Lens Accessories
A wide-angle lens
converter attached to the camera using a lens adapter.
Many lenses have threads into which you can screw filters and other accessories. Here are just some of the accessories you can attach.
- Only a few digital cameras have interchangeable lenses. Most have a built-in zoom lens that cannot be removed. To change its focal length, you use lens converters that screw in or slide onto the zoom lens.
- Lens hoods protect the front element from bumps and keep stray light from striking the front of the lens and causing flare or ghost images.
- Caps protect the front and rear of the lens when it's not in use. A body cap protects the camera when no lens is attached.
- Protect filters keep the front element of your lens from getting scratched or dirty.
- Circular polarizing filters remove reflections from glass, water, and other reflective surfaces, darken blue skies, and improve color saturation. If you use a linear polarizing filter, you can't use autofocus.
- Skylight filters reduce the blue casts you often get when photographing subjects in the shade on sunny days.
- UV filters absorb ultraviolet light and cut the haze when photographing landscapes or from airplanes.
- Neutral density filters cut the light entering the camera so you can use slower shutter speeds or wider apertures in bright light.

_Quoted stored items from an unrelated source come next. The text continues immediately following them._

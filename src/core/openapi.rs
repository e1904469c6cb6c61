use utoipa::openapi::security::{HttpAuthScheme, HttpBuilder, SecurityScheme};
use utoipa::{Modify, OpenApi};

use crate::features::admin::{dtos as admin_dtos, handlers as admin_handlers};
use crate::features::auth;
use crate::features::categories::{dtos as categories_dtos, handlers as categories_handlers};
use crate::features::dashboard::{dtos as dashboard_dtos, handlers as dashboard_handlers};
use crate::features::reports::{
    dtos as reports_dtos, handlers as reports_handlers, models as reports_models,
};
use crate::features::users::{dtos as users_dtos, handlers as users_handlers};
use crate::shared::types::{ApiResponse, Meta};

#[derive(OpenApi)]
#[openapi(
    paths(
        // Auth
        auth::handlers::register,
        auth::handlers::login,
        // Users
        users_handlers::list_users,
        users_handlers::update_profile,
        users_handlers::update_photo,
        users_handlers::remove_photo,
        // Categories
        categories_handlers::list_categories,
        categories_handlers::get_category,
        categories_handlers::create_category,
        categories_handlers::update_category,
        categories_handlers::delete_category,
        // Reports
        reports_handlers::list_reports,
        reports_handlers::get_report,
        reports_handlers::create_report,
        reports_handlers::list_my_reports,
        reports_handlers::update_my_report,
        // Votes
        reports_handlers::toggle_vote,
        reports_handlers::get_vote_state,
        // Comments
        reports_handlers::list_comments,
        reports_handlers::create_comment,
        // Validation (administrators)
        admin_handlers::list_reports,
        admin_handlers::update_status,
        // Dashboard (public)
        dashboard_handlers::get_report_counts,
        dashboard_handlers::get_user_count,
        dashboard_handlers::get_by_category,
        dashboard_handlers::get_top_voted,
    ),
    components(
        schemas(
            // Shared
            Meta,
            // Auth
            auth::model::Role,
            auth::dtos::RegisterRequestDto,
            auth::dtos::LoginRequestDto,
            auth::dtos::RegisteredUserDto,
            auth::dtos::LoginResponseDto,
            ApiResponse<auth::dtos::RegisteredUserDto>,
            ApiResponse<auth::dtos::LoginResponseDto>,
            // Users
            users_dtos::UserResponseDto,
            users_dtos::UpdateProfileDto,
            users_dtos::UpdatedProfileDto,
            users_dtos::UploadPhotoForm,
            users_dtos::UpdatedPhotoDto,
            ApiResponse<Vec<users_dtos::UserResponseDto>>,
            ApiResponse<users_dtos::UpdatedProfileDto>,
            ApiResponse<users_dtos::UpdatedPhotoDto>,
            // Categories
            categories_dtos::CategoryResponseDto,
            categories_dtos::CategoryRequestDto,
            ApiResponse<Vec<categories_dtos::CategoryResponseDto>>,
            ApiResponse<categories_dtos::CategoryResponseDto>,
            // Reports
            reports_models::ReportStatus,
            reports_models::Urgency,
            reports_dtos::ReportResponseDto,
            reports_dtos::CreateReportForm,
            reports_dtos::CreatedReportDto,
            reports_dtos::UpdateMyReportDto,
            reports_dtos::VoteToggleDto,
            reports_dtos::VoteStateDto,
            reports_dtos::CreateCommentDto,
            reports_dtos::CommentResponseDto,
            reports_dtos::CreatedCommentDto,
            ApiResponse<Vec<reports_dtos::ReportResponseDto>>,
            ApiResponse<reports_dtos::ReportResponseDto>,
            ApiResponse<reports_dtos::CreatedReportDto>,
            ApiResponse<reports_dtos::VoteToggleDto>,
            ApiResponse<reports_dtos::VoteStateDto>,
            ApiResponse<Vec<reports_dtos::CommentResponseDto>>,
            ApiResponse<reports_dtos::CreatedCommentDto>,
            // Validation
            admin_dtos::UpdateStatusDto,
            admin_dtos::StatusUpdatedDto,
            ApiResponse<admin_dtos::StatusUpdatedDto>,
            // Dashboard
            dashboard_dtos::ReportCountsDto,
            dashboard_dtos::UserCountDto,
            dashboard_dtos::CategoryCountDto,
            dashboard_dtos::ReportVotesDto,
            ApiResponse<dashboard_dtos::ReportCountsDto>,
            ApiResponse<dashboard_dtos::UserCountDto>,
            ApiResponse<Vec<dashboard_dtos::CategoryCountDto>>,
            ApiResponse<Vec<dashboard_dtos::ReportVotesDto>>,
        )
    ),
    tags(
        (name = "auth", description = "Registration and login"),
        (name = "users", description = "User profiles and photos"),
        (name = "categories", description = "Report categories"),
        (name = "reports", description = "Citizen reports"),
        (name = "votes", description = "Report votes"),
        (name = "comments", description = "Report comments"),
        (name = "validation", description = "Report validation (administrators only)"),
        (name = "dashboard", description = "Public statistics"),
    ),
    modifiers(&SecurityAddon),
    info(
        title = "Civic Reports API",
        version = "0.1.0",
        description = "API documentation for Civic Reports",
    )
)]
pub struct ApiDoc;

/// Adds Bearer JWT security scheme to OpenAPI spec
struct SecurityAddon;

impl Modify for SecurityAddon {
    fn modify(&self, openapi: &mut utoipa::openapi::OpenApi) {
        if let Some(components) = openapi.components.as_mut() {
            components.add_security_scheme(
                "bearer_auth",
                SecurityScheme::Http(
                    HttpBuilder::new()
                        .scheme(HttpAuthScheme::Bearer)
                        .bearer_format("JWT")
                        .build(),
                ),
            );
        }
    }
}

/// Modifier to override OpenAPI info from config
pub struct SwaggerInfoModifier {
    pub title: String,
    pub version: String,
    pub description: String,
}

impl Modify for SwaggerInfoModifier {
    fn modify(&self, openapi: &mut utoipa::openapi::OpenApi) {
        openapi.info.title = self.title.clone();
        openapi.info.version = self.version.clone();
        openapi.info.description = Some(self.description.clone());
    }
}

#[cfg(test)]
mod tests {
    use super::*;

    #[test]
    fn test_document_lists_every_route() {
        let doc = ApiDoc::openapi();
        for path in [
            "/api/usuario",
            "/api/usuario/login",
            "/api/usuario/{id}/foto",
            "/api/categoria/{id}",
            "/api/reporte",
            "/api/reporte/{id}/votar",
            "/api/reporte/{id}/votos/{user_id}",
            "/api/reporte/{id}/comentarios",
            "/api/MisReportes/{id}",
            "/api/validacionReportes/{id}/estado",
            "/api/dashboard/votos",
        ] {
            assert!(doc.paths.paths.contains_key(path), "missing {}", path);
        }
    }

    #[test]
    fn test_bearer_scheme_is_registered() {
        let doc = ApiDoc::openapi();
        let components = doc.components.expect("components are generated");
        assert!(components.security_schemes.contains_key("bearer_auth"));
    }
}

- Soft focus filters soften the focus to make portraits more flattering and to make hazy, romantic landscapes.
- Close-up lenses magnify the subject without affecting aperture settings.
- Color conversion filters let you fine-tune the way you capture colors.
A polarizing filter (left) darkens the sky and removes reflections from foliage so it has more color. A shot without a filter is shown at the right.
As a rule, use only one filter at a time or you may get vignetting.